External carotid artery (ECA) positioned laterally to the internal carotid artery (ICA) at the level of the common carotid artery (CCA) bifurcation is occasionally encountered during carotid endarterectomy (CEA). This study aimed to determine the frequency of this phenomenon and provide technical tips for performing CEA.The study included 199 consecutive patients (209 carotid arteries) who underwent CEA at Otaru Municipal Medical Center in 2007-2014. The position of the ECA with respect to the ICA at the CCA bifurcation was preoperatively rated as either lateral or normal, using three-dimensional computerized tomographic angiography (3-D CTA) anteroposterior projections. Postoperative diffusion-weighted images (DWIs), and postoperative 3-D CTA images were reviewed.Among the 209 carotid arteries with atherosclerosis, 11 instances (5.3 %) of lateral position of the ECA were detected in 11 patients. Ten of these arteries (91 %) were right-sided (odds ratio 11.1; 95 % confidence interval 1.38-88.9). Wider longitudinal exposure of the arteries was used during CEA, and the CCA and ECA were rotated clockwise or counter clockwise. The ICA lying behind the ECA along the surgical access route was then pulled out laterally and moved to the shallow surgical field. Cross-clamping, arteriotomy, plaque removal, and wall suturing were performed as usual. No cerebral infarcts were detected on postoperative DWIs, and 3-D CTA revealed no CCA and ICA kinking.Lateral position of the ECA is not extremely rare in patients undergoing CEA for atherosclerosis and may be a congenital variation, although this is still controversial.

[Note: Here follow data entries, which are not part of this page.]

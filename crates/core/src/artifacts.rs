//! Persistence of ingestion artifacts.

use crate::error::Result;
use crate::ingest::Ingested;
use crate::types::DocumentStructure;
use std::fs;
use std::path::{Path, PathBuf};

/// File name of the normalized Markdown artifact.
pub const NORMALIZED_FILE: &str = "normalized.md";

/// File name of the structure record artifact.
pub const STRUCTURE_FILE: &str = "structure.json";

/// Paths of the artifacts written by [`write_artifacts`].
#[derive(Debug, Clone, PartialEq, Eq)]
pub struct ArtifactPaths {
    /// Path of the written `normalized.md`.
    pub normalized: PathBuf,

    /// Path of the written `structure.json`.
    pub structure: PathBuf,
}

/// Write `normalized.md` and `structure.json` into `dir`, creating it if needed.
pub fn write_artifacts(dir: &Path, ingested: &Ingested) -> Result<ArtifactPaths> {
    fs::create_dir_all(dir)?;

    let normalized = dir.join(NORMALIZED_FILE);
    fs::write(&normalized, &ingested.normalized)?;

    let structure = dir.join(STRUCTURE_FILE);
    fs::write(&structure, ingested.structure.to_json_pretty()?)?;

    log::debug!(
        "Wrote {} and {}",
        normalized.display(),
        structure.display()
    );

    Ok(ArtifactPaths {
        normalized,
        structure,
    })
}

/// Load a structure record written by [`write_artifacts`].
pub fn read_structure(path: &Path) -> Result<DocumentStructure> {
    let json = fs::read_to_string(path)?;
    Ok(DocumentStructure::from_json(&json)?)
}
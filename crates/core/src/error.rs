//! Error types for document ingestion.
//!
//! Normalization and structure extraction are total and never fail; these
//! errors only come from the I/O edges (reading input, writing artifacts).

use std::path::PathBuf;
use thiserror::Error;

/// Result type alias using our Error type.
pub type Result<T> = std::result::Result<T, Error>;

/// Errors that can occur while reading a document or persisting artifacts.
#[derive(Error, Debug)]
pub enum Error {
    /// Failed to read or write a file.
    #[error("I/O error: {0}")]
    Io(#[from] std::io::Error),

    /// The input document does not exist.
    #[error("Input file not found: {}", .0.display())]
    InputNotFound(PathBuf),

    /// The input bytes are not valid UTF-8.
    #[error("Input is not valid UTF-8: {0}")]
    InvalidEncoding(String),

    /// Failed to serialize or parse a structure record.
    #[error("JSON error: {0}")]
    Json(#[from] serde_json::Error),
}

CEA can be performed safely if the arteries from the CCA to the ICA are rotated, and the ICA is moved to the shallow surgical field under wider longitudinal exposure. Although no postoperative cerebral infarcts were detected, the risk of artery-to-artery embolism resulting from artery repositioning prior to plaque removal should be taken into consideration.